What you should do:
The lines to reproduce run from the first one below to the line containing "use crate::prng::Pcg32;", both included. Reproduce them exactly and nothing else.

Raw data:
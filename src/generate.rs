//! World generation pipeline.
//!
//! Runs the full sequence: boundary synthesis, wall extrusion, free
//! space computation, constraint/asset registration, then the
//! placement engine. Everything is synchronous and single-threaded;
//! the scene being built is exclusively owned by this session.

use std::collections::{HashMap, HashSet};

use crate::boundary;
use crate::catalog::{AssetCatalog, MeshLibrary};
use crate::constraints::{Constraint, ConstraintRegistry};
use crate::error::{Error, Result};
use crate::freespace;
use crate::geometry::{bounds, polygon_area, Footprint, Point2};
use crate::placement::{EngineContext, EngineRunner, PlacementEngine};
use crate::prng::Pcg32;
use crate::types::{
    AssetDescriptor, Dof, LocalConstraint, Model, PlacementPolicy,
    PlacementRequest, PolicyRule, Pose, SampleRule, Scene, Shape,
    ShapeRule, Solid, WorldParams,
};
use crate::walls;

const GROUND_PLANE: &str = "ground_plane";
const GROUND_PLANE_MESH: &str = "media/ground_plane.dae";
const WORKSPACE_CONSTRAINT: &str = "room_workspace";
const TANGENT_CONSTRAINT: &str = "tangent_to_ground_plane";
const ENGINE_NAME: &str = "random_pose";

fn wall_model(
    name: &str,
    segments: &[walls::WallSegment],
    height: f64,
) -> Model {
    let solids = segments
        .iter()
        .map(|s| Solid {
            pose: s.pose(),
            shape: Shape::Box {
                size: [s.length() + s.thickness, s.thickness, height],
            },
            color: None,
        })
        .collect();
    Model {
        name: name.to_string(),
        // Prisms are centered vertically on the model frame.
        pose: Pose::translation(0.0, 0.0, height / 2.0),
        solids,
    }
}

fn register_assets(params: &WorldParams, assets: &mut AssetCatalog) {
    let rule = SampleRule::Uniform { min: 0.1, max: 1.0 };
    if params.n_boxes > 0 {
        assets.register(AssetDescriptor {
            tag: "box".to_string(),
            rule: ShapeRule::Box { size: [rule; 3] },
            count: params.n_boxes,
            color: Some("xkcd".to_string()),
        });
    }
    if params.n_cylinders > 0 {
        assets.register(AssetDescriptor {
            tag: "cylinder".to_string(),
            rule: ShapeRule::Cylinder {
                radius: rule,
                length: rule,
            },
            count: params.n_cylinders,
            color: Some("xkcd".to_string()),
        });
    }
    if params.n_spheres > 0 {
        assets.register(AssetDescriptor {
            tag: "sphere".to_string(),
            rule: ShapeRule::Sphere { radius: rule },
            count: params.n_spheres,
            color: Some("xkcd".to_string()),
        });
    }
}

/// Generate a complete scene from validated parameters.
pub fn generate(params: &WorldParams) -> Result<Scene> {
    params.validate()?;
    let spec = params.boundary_spec()?;
    let ranges = params.synthesis_ranges();
    let mut rng = Pcg32::new(params.seed, 1);

    let polygon = boundary::synthesize(&spec, &ranges, &mut rng)?;
    tracing::info!(
        vertices = polygon.len(),
        area = polygon_area(&polygon),
        "boundary synthesized"
    );

    let mut scene = Scene::new(&params.world_name);
    let walls_name = format!("{}_walls", params.world_name);
    let segments = walls::extrude(
        &polygon,
        params.wall_thickness,
        params.wall_height,
    );
    scene.add_model(wall_model(&walls_name, &segments, params.wall_height));

    let mut meshes = MeshLibrary::new();
    meshes.store(GROUND_PLANE, GROUND_PLANE_MESH, 1.0);
    let ground = meshes.get(GROUND_PLANE)?;
    scene.add_model(Model {
        name: GROUND_PLANE.to_string(),
        pose: Pose::default(),
        solids: vec![Solid {
            pose: Pose::default(),
            shape: Shape::Mesh {
                uri: ground.path.clone(),
                scale: ground.scale,
            },
            color: None,
        }],
    });

    // Free space: room interior minus the wall strips. The ground
    // plane footprint is in the obstacle set but ignored by name.
    let room_footprint = Footprint::new(walls_name.clone(), polygon.clone());
    let mut obstacles: Vec<Footprint> = segments
        .iter()
        .map(|s| s.footprint(&walls_name))
        .collect();
    let (lo, hi) = bounds(&polygon);
    obstacles.push(Footprint::new(
        GROUND_PLANE,
        vec![
            Point2::new(lo.x, lo.y),
            Point2::new(hi.x, lo.y),
            Point2::new(hi.x, hi.y),
            Point2::new(lo.x, hi.y),
        ],
    ));
    let ignore: HashSet<String> =
        [GROUND_PLANE.to_string()].into_iter().collect();
    let free = freespace::free_space(
        &[room_footprint],
        &obstacles,
        &ignore,
        params.free_space_resolution,
    );
    let room = free.first().cloned().ok_or_else(|| {
        Error::geometry("no free space left inside the walls")
    })?;
    tracing::info!(
        polygons = free.len(),
        area = polygon_area(&room),
        "free space computed"
    );

    let mut constraints = ConstraintRegistry::new();
    constraints.register(
        WORKSPACE_CONSTRAINT,
        Constraint::Workspace { polygon: room },
    );
    constraints.register(
        TANGENT_CONSTRAINT,
        Constraint::Tangent {
            origin: [0.0, 0.0, 0.0],
            normal: [0.0, 0.0, 1.0],
        },
    );

    let mut assets = AssetCatalog::new();
    register_assets(params, &mut assets);
    if assets.is_empty() {
        tracing::info!("no assets requested; scene holds walls only");
        return Ok(scene);
    }

    let tags: Vec<String> = assets.tags().map(String::from).collect();
    let mut max_count = HashMap::new();
    for tag in &tags {
        max_count.insert(tag.clone(), assets.lookup(tag)?.count);
    }
    let mut orientation_dofs = vec![Dof::Yaw];
    if params.random_roll {
        orientation_dofs.push(Dof::Roll);
    }
    if params.random_pitch {
        orientation_dofs.push(Dof::Pitch);
    }
    let request = PlacementRequest {
        tags: tags.clone(),
        max_count,
        policies: vec![
            PlacementPolicy {
                dofs: vec![Dof::X, Dof::Y],
                rule: PolicyRule::Workspace {
                    workspace: WORKSPACE_CONSTRAINT.to_string(),
                },
            },
            PlacementPolicy {
                dofs: orientation_dofs,
                rule: PolicyRule::Uniform {
                    mean: 0.0,
                    min: -std::f64::consts::PI,
                    max: std::f64::consts::PI,
                },
            },
        ],
        constraints: tags
            .iter()
            .map(|t| LocalConstraint {
                tag: t.clone(),
                constraint: TANGENT_CONSTRAINT.to_string(),
            })
            .collect(),
        no_collision: true,
        min_distance: params.min_distance,
        max_attempts: params.max_attempts,
    };

    let mut runner = EngineRunner::new();
    runner.register(Box::new(PlacementEngine::new(ENGINE_NAME, request)));
    let mut ctx = EngineContext {
        free_space: &free,
        constraints: &constraints,
        assets: &assets,
        rng: &mut rng,
    };
    let placements =
        runner.run_engines(&mut ctx, &mut scene, params.attach_models)?;
    tracing::info!(
        placements = placements.len(),
        models = scene.models.len(),
        "world generated"
    );
    Ok(scene)
}

#[cfg(test)]
mod tests {
    use super::*;

    fn small_params(seed: u64) -> WorldParams {
        serde_json::from_str(&format!(
            r#"{{
                "seed": {seed},
                "n_rectangles": 1,
                "x_room_range": 10.0,
                "y_room_range": 10.0,
                "n_boxes": 2
            }}"#
        ))
        .expect("params")
    }

    #[test]
    fn walls_and_ground_and_boxes() {
        let scene = generate(&small_params(21)).unwrap();
        let walls = scene.model("pcg_sample_walls").expect("walls model");
        assert_eq!(walls.solids.len(), 4);
        assert!((walls.pose.z - 1.0).abs() < 1e-12);
        assert!(scene.model("ground_plane").is_some());
        assert!(scene.model("box_0").is_some());
        assert!(scene.model("box_1").is_some());
    }

    #[test]
    fn detached_mode_skips_attachment() {
        let mut params = small_params(21);
        params.attach_models = false;
        let scene = generate(&params).unwrap();
        assert!(scene.model("box_0").is_none());
        // Walls and ground plane are part of the world regardless.
        assert!(scene.model("pcg_sample_walls").is_some());
    }

    #[test]
    fn invalid_params_fail_before_geometry() {
        let mut params = small_params(1);
        params.n_points = Some(10);
        assert!(matches!(
            generate(&params).unwrap_err(),
            Error::Config(_)
        ));
    }
}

Solution for this task:
filename src/generate.rs
//! World generation pipeline.
//!
//! Runs the full sequence: boundary synthesis, wall extrusion, free
//! space computation, constraint/asset registration, then the
//! placement engine. Everything is synchronous and single-threaded;
//! the scene being built is exclusively owned by this session.

use std::collections::{HashMap, HashSet};

use crate::boundary;
use crate::catalog::{AssetCatalog, MeshLibrary};
use crate::constraints::{Constraint, ConstraintRegistry};
use crate::error::{Error, Result};
use crate::freespace;
use crate::geometry::{bounds, polygon_area, Footprint, Point2};
use crate::placement::{EngineContext, EngineRunner, PlacementEngine};
use crate::prng::Pcg32;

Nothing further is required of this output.